The Life and Times, with Major Games and Waiting for Signal
Allen Epley is the former frontman of Shiner, one of the more prominent acts associated with the heavy, mathy, post-hardcore sound that wafted out of Kansas City in the 1990s. He's now the main guy in the Life and Times, a trio that blends his old band's earth-shaking angularity with dark atmospherics. This show celebrates the release of their new full-length, No One Loves You Like I Do (out this week) and kicks off a short national tour.
Wednesday, January 18, at the Riot Room (4048 Broadway, 816-442-8179)
Viva Le Vox, with Joe Buck Yourself
Emerging from the wet muck of South Florida, Viva Le Vox is faithfully repping its roots via its vaudevillian swamp-pop aesthetic. Once a quartet, its ranks have recently whittled down to two, but the sound remains lively — a mix of punk and ragtime, complete with accordions and gravelly Tom Waits vocals.
Friday, January 13, at Davey's Uptown Ramblers Club (3402 Main, 816-753-1909)
The Civil Wars
Joy Williams and John Paul White, the two halves of saccharine chamber-folk act the Civil Wars, met in Nashville at a songwriting camp. Really? Are we sure they weren't cooked up in some market-research laboratory? Do people this attractive and stylish really attend songwriting camps? Some things we must take on faith. The duo splits the difference between the rugged bombast of Mumford & Sons and the delicate harmonies of Nickel Creek, and the formula is a hit: This show is sold-out. Best head on over to Craigslist if you want tickets.
Tuesday, January 17, at Liberty Hall (644 Massachusetts, Lawrence, 785-749-1972)
Billy Joe Shaver
Billy Joe Shaver has never tasted the success of outlaw country contemporaries Johnny Cash and Merle Haggard. But if we're talking true outlaw cred, the Texas singer-songwriter has the rest of the pack beat by a country mile: In 2007, Shaver shot another man in the face outside a place called Papa Joe's Texas Saloon, in Lorena, Texas. In court, Shaver claimed self-defense. When the prosecution asked him why he didn't just leave the bar if he felt intimidated, Shaver responded that doing so would have been "chicken shit." (Before firing away, he reportedly asked the victim, who's now walking the streets with a bullet permanently lodged in his neck, "Where do you want it?") Because it's Texas, and that's just how things are done down there, Shaver was acquitted. At 72, he's back on the road, Crazy Heart-style.

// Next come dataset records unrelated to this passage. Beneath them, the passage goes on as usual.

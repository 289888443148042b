//! Polling loop with failure backoff.
//!
//! A [`Poller`] invokes an async callback immediately and then once per
//! interval. Consecutive failures stretch the delay exponentially; a success
//! restores the base interval. Once failures exceed the configured maximum
//! the loop stops and [`PollError::Exhausted`] is reported once.
//!
//! # Example
//!
//! ```ignore
//! use tutorlink_realtime::poller::Poller;
//!
//! let poller = Poller::new("unread_count", PollConfig::from_env());
//! let _sub = poller.on_error(|e| tracing::warn!("{e}"));
//! poller.start(move || {
//!     let api = api.clone();
//!     async move { NotificationService::unread_count(&api).await.map(|_| ()) }
//! });
//! ```

use std::fmt::Display;
use std::future::Future;
use std::sync::atomic::{AtomicU32, Ordering};
use std::sync::{Arc, Mutex, MutexGuard, PoisonError};
use thiserror::Error;
use tokio::task::JoinHandle;
use tracing::{debug, error, warn};
use tutorlink_config::PollConfig;
use tutorlink_observability::track_poll_failure;

use crate::backoff::Backoff;
use crate::listeners::{ListenerSet, Subscription};

#[derive(Debug, Clone, PartialEq, Eq, Error)]
pub enum PollError {
    #[error("Polling stopped after {failures} consecutive failures: {last_error}")]
    Exhausted { failures: u32, last_error: String },
}

fn lock<T>(mutex: &Mutex<T>) -> MutexGuard<'_, T> {
    mutex.lock().unwrap_or_else(PoisonError::into_inner)
}

/// Which loop, if any, may currently run. Bumping `generation` retires
/// every older loop even if its task has not observed the abort yet.
#[derive(Debug, Default)]
struct RunState {
    generation: u64,
    running: bool,
}

impl RunState {
    fn is_live(&self, generation: u64) -> bool {
        self.running && self.generation == generation
    }
}

struct PollShared {
    name: String,
    /// Guards the start of every invocation and the handling of its result.
    run: Mutex<RunState>,
    failures: AtomicU32,
    errors: ListenerSet<PollError>,
}

/// Repeats an async callback on an interval. Stops on drop.
pub struct Poller {
    config: PollConfig,
    shared: Arc<PollShared>,
    task: Mutex<Option<JoinHandle<()>>>,
}

impl Poller {
    pub fn new(name: impl Into<String>, config: PollConfig) -> Self {
        Self {
            config,
            shared: Arc::new(PollShared {
                name: name.into(),
                run: Mutex::new(RunState::default()),
                failures: AtomicU32::new(0),
                errors: ListenerSet::new("poll-error"),
            }),
            task: Mutex::new(None),
        }
    }

    pub fn on_error<F>(&self, listener: F) -> Subscription
    where
        F: Fn(&PollError) + Send + Sync + 'static,
    {
        self.shared.errors.add(listener)
    }

    /// Starts polling, replacing any previous loop. The first invocation
    /// happens immediately. Must be called within a Tokio runtime.
    pub fn start<F, Fut, E>(&self, mut callback: F)
    where
        F: FnMut() -> Fut + Send + 'static,
        Fut: Future<Output = Result<(), E>> + Send + 'static,
        E: Display + Send + 'static,
    {
        self.stop();
        let generation = {
            let mut run = lock(&self.shared.run);
            run.generation += 1;
            run.running = true;
            run.generation
        };
        self.shared.failures.store(0, Ordering::SeqCst);

        let shared = Arc::clone(&self.shared);
        let mut backoff = Backoff::for_polling(&self.config);
        let interval = self.config.interval;

        let handle = tokio::spawn(async move {
            loop {
                let invocation = {
                    let run = lock(&shared.run);
                    if !run.is_live(generation) {
                        return;
                    }
                    callback()
                };
                let result = invocation.await;

                let (delay, exhausted) = {
                    let mut run = lock(&shared.run);
                    if !run.is_live(generation) {
                        return;
                    }
                    match result {
                        Ok(()) => {
                            backoff.reset();
                            shared.failures.store(0, Ordering::SeqCst);
                            (Some(interval), None)
                        }
                        Err(e) => {
                            let failures = shared.failures.fetch_add(1, Ordering::SeqCst) + 1;
                            track_poll_failure(&shared.name);
                            let message = e.to_string();
                            match backoff.next_delay() {
                                Some(delay) => {
                                    warn!(
                                        poller = %shared.name,
                                        failures,
                                        retry_in_ms = delay.as_millis() as u64,
                                        error = %message,
                                        "Poll failed"
                                    );
                                    (Some(delay), None)
                                }
                                None => {
                                    error!(poller = %shared.name, failures, error = %message, "Polling exhausted");
                                    run.running = false;
                                    (None, Some(PollError::Exhausted {
                                        failures,
                                        last_error: message,
                                    }))
                                }
                            }
                        }
                    }
                };

                if let Some(err) = exhausted {
                    shared.errors.emit(&err);
                    return;
                }
                if let Some(delay) = delay {
                    debug!(poller = %shared.name, delay_ms = delay.as_millis() as u64, "Next poll scheduled");
                    tokio::time::sleep(delay).await;
                }
            }
        });

        *lock(&self.task) = Some(handle);
    }

    /// Stops polling. No invocation begins after this returns, and the
    /// result of one in flight is discarded.
    pub fn stop(&self) {
        lock(&self.shared.run).running = false;
        if let Some(handle) = lock(&self.task).take() {
            handle.abort();
        }
    }

    /// Whether the loop is active (started and neither stopped nor exhausted).
    pub fn is_running(&self) -> bool {
        lock(&self.shared.run).running
    }

    pub fn consecutive_failures(&self) -> u32 {
        self.shared.failures.load(Ordering::SeqCst)
    }

    pub fn name(&self) -> &str {
        &self.shared.name
    }
}

impl Drop for Poller {
    fn drop(&mut self) {
        self.stop();
        self.shared.errors.close();
    }
}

Sunday, January 15, at Knuckleheads Saloon (2715 Rochester, 816-483-1456)
Her HRC Battle of the Bands
A lineup of mostly female acts performs 30-minute sets at this local-band battle, now in its third year. The show, which starts at 2 p.m., is split into acoustic and electric categories (acoustic upstairs, electric downstairs), and all proceeds from the $20 tickets support the Human Rights Campaign, an LGBT advocacy group.
Sunday, January 15, at the Cashew (2000 Grand, 816-221-5858)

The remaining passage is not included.